**What the exercise asks**
Each record that follows is to be output in full, precisely as written.

**Data excerpts**
- Opening Delimiter -

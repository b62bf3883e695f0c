//! Loopflow node binary.
//!
//! Holds the transaction store in memory and serves the block ingestion and
//! cycle counting endpoints over HTTP until Ctrl+C.

use anyhow::{Context, Result};
use clap::Parser;
use loopflow_node_lib::{router, AppState, Ledger, NodeConfig};
use tracing::info;

/// Loopflow node: in-memory transaction store with an HTTP gateway.
#[derive(Parser, Debug)]
#[command(
    name = "loopflow-node",
    version,
    about = "In-memory transaction store that counts address-local cycles"
)]
struct Args {
    /// HTTP bind address
    #[arg(long, default_value = "127.0.0.1")]
    http_bind: String,

    /// HTTP port
    #[arg(long, default_value_t = loopflow_core::constants::DEFAULT_HTTP_PORT)]
    http_port: u16,

    /// Log level (trace, debug, info, warn, error)
    #[arg(long, default_value = "info")]
    log_level: String,

    /// Log output format ("text" or "json")
    #[arg(long, default_value = "text")]
    log_format: String,

    /// Owner of self-funded outputs when a block names no miner
    #[arg(long, default_value = loopflow_core::constants::DEFAULT_COINBASE_ADDRESS)]
    coinbase_address: String,

    /// Addresses minted as the genesis block (comma-separated)
    #[arg(long = "genesis", value_delimiter = ',')]
    genesis_addresses: Vec<String>,
}

impl Args {
    /// Convert CLI args into a NodeConfig.
    fn into_config(self) -> NodeConfig {
        NodeConfig {
            http_bind: self.http_bind,
            http_port: self.http_port,
            log_level: self.log_level,
            log_format: self.log_format,
            coinbase_address: self.coinbase_address,
            genesis_addresses: self
                .genesis_addresses
                .into_iter()
                .map(|a| a.trim().to_string())
                .filter(|a| !a.is_empty())
                .collect(),
        }
    }
}

#[tokio::main]
async fn main() -> Result<()> {
    let config = Args::parse().into_config();

    init_logging(&config.log_level, config.json_logs());

    info!("Loopflow Node v{}", env!("CARGO_PKG_VERSION"));
    info!("http_addr: {}", config.http_addr());
    info!("coinbase_address: {}", config.coinbase_address);
    info!("genesis_addresses: {:?}", config.genesis_addresses);

    let ledger = Ledger::new(&config).context("failed to initialize ledger")?;
    let addr = config.http_addr();
    let app = router(AppState::new(ledger, config));

    let listener = tokio::net::TcpListener::bind(&addr)
        .await
        .with_context(|| format!("failed to bind to {addr}"))?;

    info!("listening on http://{addr} (Ctrl+C to stop)");

    axum::serve(listener, app)
        .with_graceful_shutdown(shutdown_signal())
        .await
        .context("HTTP server error")?;

    info!("Loopflow node shutdown complete");
    Ok(())
}

async fn shutdown_signal() {
    match tokio::signal::ctrl_c().await {
        Ok(()) => info!("received Ctrl+C, shutting down..."),
        Err(e) => tracing::error!("failed to install Ctrl+C handler: {e}"),
    }
}

/// Initialize tracing subscriber with the given log level and output format.
///
/// JSON output suits log aggregation pipelines; otherwise human-readable text.
fn init_logging(level_str: &str, json: bool) {
    use tracing_subscriber::filter::EnvFilter;
    use tracing_subscriber::fmt;
    use tracing_subscriber::prelude::*;

    let filter = EnvFilter::try_from_default_env().unwrap_or_else(|_| EnvFilter::new(level_str));

    if json {
        tracing_subscriber::registry()
            .with(filter)
            .with(fmt::layer().json())
            .init();
    } else {
        tracing_subscriber::registry()
            .with(filter)
            .with(fmt::layer().with_target(true).with_level(true))
            .init();
    }
}
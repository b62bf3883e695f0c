//! Shared ledger: the transaction store behind a reader/writer lock.
//!
//! Ingestion takes the write lock for the whole resolve-and-append step, so
//! block keys stay dense under concurrent ingestion and a running query never
//! sees a block appear mid-search. Queries take the read lock for their whole
//! duration and may run in parallel with each other.

use std::sync::Arc;
use std::time::Instant;

use parking_lot::RwLock;
use serde::Serialize;
use tracing::{debug, info};

use loopflow_core::cycles::CycleQuery;
use loopflow_core::error::LoopflowError;
use loopflow_core::genesis::mint_genesis;
use loopflow_core::ingest::{add_transactions, IngestReport};
use loopflow_core::store::TransactionStore;
use loopflow_core::traits::OutputGraph;
use loopflow_core::types::{Block, BlockKey};

use crate::config::NodeConfig;

/// Point-in-time counters of the ledger.
#[derive(Debug, Clone, PartialEq, Eq, Serialize)]
pub struct LedgerStatus {
    pub blocks: u64,
    pub vertices: usize,
    pub transfers: usize,
    pub coinbase_address: String,
}

/// Thread-safe handle to the in-memory store. Cheap to clone.
#[derive(Clone)]
pub struct Ledger {
    store: Arc<RwLock<TransactionStore>>,
    coinbase_address: Arc<str>,
}

impl Ledger {
    /// Create a ledger, minting the genesis block if `config` lists addresses.
    pub fn new(config: &NodeConfig) -> Result<Self, LoopflowError> {
        let mut store = TransactionStore::new();
        mint_genesis(&mut store, &config.genesis_addresses)?;
        info!(
            genesis_outputs = config.genesis_addresses.len(),
            coinbase = %config.coinbase_address,
            "ledger initialized"
        );
        Ok(Self {
            store: Arc::new(RwLock::new(store)),
            coinbase_address: config.coinbase_address.as_str().into(),
        })
    }

    /// Ingest a descriptor batch as the next block, using the default coinbase.
    pub fn add_transactions<S: AsRef<str>>(&self, descriptors: &[S]) -> Result<IngestReport, LoopflowError> {
        self.mine_block(descriptors, None)
    }

    /// Ingest a descriptor batch as the next block.
    ///
    /// `miner` owns the block's self-funded outputs; defaults to the
    /// configured coinbase address.
    pub fn mine_block<S: AsRef<str>>(
        &self,
        descriptors: &[S],
        miner: Option<&str>,
    ) -> Result<IngestReport, LoopflowError> {
        let coinbase = miner
            .map(str::trim)
            .filter(|m| !m.is_empty())
            .unwrap_or(&*self.coinbase_address);
        let mut store = self.store.write();
        Ok(add_transactions(&mut store, descriptors, coinbase)?)
    }

    /// Count cycles for an already-validated query.
    pub fn count_cycles(&self, query: &CycleQuery) -> u64 {
        let started = Instant::now();
        let store = self.store.read();
        let count = query.run(&*store);
        debug!(
            from = query.from_block,
            to = query.to_block,
            max_len = query.max_cycle_length,
            count,
            elapsed_us = u64::try_from(started.elapsed().as_micros()).unwrap_or(u64::MAX),
            "cycle query finished"
        );
        count
    }

    /// Count cycles in `from_block..=to_block` no longer than `max_cycle_length`.
    pub fn count_cycles_in_range(&self, from_block: i64, to_block: i64, max_cycle_length: i64) -> u64 {
        self.count_cycles(&CycleQuery::new(from_block, to_block, max_cycle_length))
    }

    /// Validate raw request parameters, then count.
    pub fn count_cycles_from_params(
        &self,
        from_block: Option<&str>,
        to_block: Option<&str>,
        max_cycle_length: Option<&str>,
    ) -> Result<u64, LoopflowError> {
        let query = CycleQuery::from_params(from_block, to_block, max_cycle_length)?;
        Ok(self.count_cycles(&query))
    }

    /// Copy of the block stored under `key`.
    pub fn block(&self, key: BlockKey) -> Option<Block> {
        self.store.read().block(key).cloned()
    }

    pub fn block_count(&self) -> u64 {
        self.store.read().block_count()
    }

    pub fn status(&self) -> LedgerStatus {
        let store = self.store.read();
        LedgerStatus {
            blocks: store.block_count(),
            vertices: store.vertex_count(),
            transfers: store.transfer_count(),
            coinbase_address: self.coinbase_address.to_string(),
        }
    }

    pub fn coinbase_address(&self) -> &str {
        &self.coinbase_address
    }
}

- Closing Delimiter -

**Solution for this task**
repository b62bf3883e695f0c
//! Loopflow node binary.
//!
//! Holds the transaction store in memory and serves the block ingestion and
//! cycle counting endpoints over HTTP until Ctrl+C.

use anyhow::{Context, Result};
use clap::Parser;
use loopflow_node_lib::{router, AppState, Ledger, NodeConfig};
use tracing::info;

/// Loopflow node: in-memory transaction store with an HTTP gateway.
#[derive(Parser, Debug)]
#[command(
    name = "loopflow-node",
    version,
    about = "In-memory transaction store that counts address-local cycles"
)]
struct Args {
    /// HTTP bind address
    #[arg(long, default_value = "127.0.0.1")]
    http_bind: String,

    /// HTTP port
    #[arg(long, default_value_t = loopflow_core::constants::DEFAULT_HTTP_PORT)]
    http_port: u16,

    /// Log level (trace, debug, info, warn, error)
    #[arg(long, default_value = "info")]
    log_level: String,

    /// Log output format ("text" or "json")
    #[arg(long, default_value = "text")]
    log_format: String,

    /// Owner of self-funded outputs when a block names no miner
    #[arg(long, default_value = loopflow_core::constants::DEFAULT_COINBASE_ADDRESS)]
    coinbase_address: String,

    /// Addresses minted as the genesis block (comma-separated)
    #[arg(long = "genesis", value_delimiter = ',')]
    genesis_addresses: Vec<String>,
}

impl Args {
    /// Convert CLI args into a NodeConfig.
    fn into_config(self) -> NodeConfig {
        NodeConfig {
            http_bind: self.http_bind,
            http_port: self.http_port,
            log_level: self.log_level,
            log_format: self.log_format,
            coinbase_address: self.coinbase_address,
            genesis_addresses: self
                .genesis_addresses
                .into_iter()
                .map(|a| a.trim().to_string())
                .filter(|a| !a.is_empty())
                .collect(),
        }
    }
}

#[tokio::main]
async fn main() -> Result<()> {
    let config = Args::parse().into_config();

    init_logging(&config.log_level, config.json_logs());

    info!("Loopflow Node v{}", env!("CARGO_PKG_VERSION"));
    info!("http_addr: {}", config.http_addr());
    info!("coinbase_address: {}", config.coinbase_address);
    info!("genesis_addresses: {:?}", config.genesis_addresses);

    let ledger = Ledger::new(&config).context("failed to initialize ledger")?;
    let addr = config.http_addr();
    let app = router(AppState::new(ledger, config));

    let listener = tokio::net::TcpListener::bind(&addr)
        .await
        .with_context(|| format!("failed to bind to {addr}"))?;

    info!("listening on http://{addr} (Ctrl+C to stop)");

    axum::serve(listener, app)
        .with_graceful_shutdown(shutdown_signal())
        .await
        .context("HTTP server error")?;

    info!("Loopflow node shutdown complete");
    Ok(())
}

async fn shutdown_signal() {
    match tokio::signal::ctrl_c().await {
        Ok(()) => info!("received Ctrl+C, shutting down..."),
        Err(e) => tracing::error!("failed to install Ctrl+C handler: {e}"),
    }
}

/// Initialize tracing subscriber with the given log level and output format.
///
/// JSON output suits log aggregation pipelines; otherwise human-readable text.
fn init_logging(level_str: &str, json: bool) {
    use tracing_subscriber::filter::EnvFilter;
    use tracing_subscriber::fmt;
    use tracing_subscriber::prelude::*;

    let filter = EnvFilter::try_from_default_env().unwrap_or_else(|_| EnvFilter::new(level_str));

    if json {
        tracing_subscriber::registry()
            .with(filter)
            .with(fmt::layer().json())
            .init();
    } else {
        tracing_subscriber::registry()
            .with(filter)
            .with(fmt::layer().with_target(true).with_level(true))
            .init();
    }
}
repository b62bf3883e695f0c
//! Shared ledger: the transaction store behind a reader/writer lock.
//!
//! Ingestion takes the write lock for the whole resolve-and-append step, so
//! block keys stay dense under concurrent ingestion and a running query never
//! sees a block appear mid-search. Queries take the read lock for their whole
//! duration and may run in parallel with each other.

use std::sync::Arc;
use std::time::Instant;

use parking_lot::RwLock;
use serde::Serialize;
use tracing::{debug, info};

use loopflow_core::cycles::CycleQuery;
use loopflow_core::error::LoopflowError;
use loopflow_core::genesis::mint_genesis;
use loopflow_core::ingest::{add_transactions, IngestReport};
use loopflow_core::store::TransactionStore;
use loopflow_core::traits::OutputGraph;
use loopflow_core::types::{Block, BlockKey};

use crate::config::NodeConfig;

/// Point-in-time counters of the ledger.
#[derive(Debug, Clone, PartialEq, Eq, Serialize)]
pub struct LedgerStatus {
    pub blocks: u64,
    pub vertices: usize,
    pub transfers: usize,
    pub coinbase_address: String,
}

/// Thread-safe handle to the in-memory store. Cheap to clone.
#[derive(Clone)]
pub struct Ledger {
    store: Arc<RwLock<TransactionStore>>,
    coinbase_address: Arc<str>,
}

impl Ledger {
    /// Create a ledger, minting the genesis block if `config` lists addresses.
    pub fn new(config: &NodeConfig) -> Result<Self, LoopflowError> {
        let mut store = TransactionStore::new();
        mint_genesis(&mut store, &config.genesis_addresses)?;
        info!(
            genesis_outputs = config.genesis_addresses.len(),
            coinbase = %config.coinbase_address,
            "ledger initialized"
        );
        Ok(Self {
            store: Arc::new(RwLock::new(store)),
            coinbase_address: config.coinbase_address.as_str().into(),
        })
    }

    /// Ingest a descriptor batch as the next block, using the default coinbase.
    pub fn add_transactions<S: AsRef<str>>(&self, descriptors: &[S]) -> Result<IngestReport, LoopflowError> {
        self.mine_block(descriptors, None)
    }

    /// Ingest a descriptor batch as the next block.
    ///
    /// `miner` owns the block's self-funded outputs; defaults to the
    /// configured coinbase address.
    pub fn mine_block<S: AsRef<str>>(
        &self,
        descriptors: &[S],
        miner: Option<&str>,
    ) -> Result<IngestReport, LoopflowError> {
        let coinbase = miner
            .map(str::trim)
            .filter(|m| !m.is_empty())
            .unwrap_or(&*self.coinbase_address);
        let mut store = self.store.write();
        Ok(add_transactions(&mut store, descriptors, coinbase)?)
    }

    /// Count cycles for an already-validated query.
    pub fn count_cycles(&self, query: &CycleQuery) -> u64 {
        let started = Instant::now();
        let store = self.store.read();
        let count = query.run(&*store);
        debug!(
            from = query.from_block,
            to = query.to_block,
            max_len = query.max_cycle_length,
            count,
            elapsed_us = u64::try_from(started.elapsed().as_micros()).unwrap_or(u64::MAX),
            "cycle query finished"
        );
        count
    }

    /// Count cycles in `from_block..=to_block` no longer than `max_cycle_length`.
    pub fn count_cycles_in_range(&self, from_block: i64, to_block: i64, max_cycle_length: i64) -> u64 {
        self.count_cycles(&CycleQuery::new(from_block, to_block, max_cycle_length))
    }

    /// Validate raw request parameters, then count.
    pub fn count_cycles_from_params(
        &self,
        from_block: Option<&str>,
        to_block: Option<&str>,
        max_cycle_length: Option<&str>,
    ) -> Result<u64, LoopflowError> {
        let query = CycleQuery::from_params(from_block, to_block, max_cycle_length)?;
        Ok(self.count_cycles(&query))
    }

    /// Copy of the block stored under `key`.
    pub fn block(&self, key: BlockKey) -> Option<Block> {
        self.store.read().block(key).cloned()
    }

    pub fn block_count(&self) -> u64 {
        self.store.read().block_count()
    }

    pub fn status(&self) -> LedgerStatus {
        let store = self.store.read();
        LedgerStatus {
            blocks: store.block_count(),
            vertices: store.vertex_count(),
            transfers: store.transfer_count(),
            coinbase_address: self.coinbase_address.to_string(),
        }
    }

    pub fn coinbase_address(&self) -> &str {
        &self.coinbase_address
    }
}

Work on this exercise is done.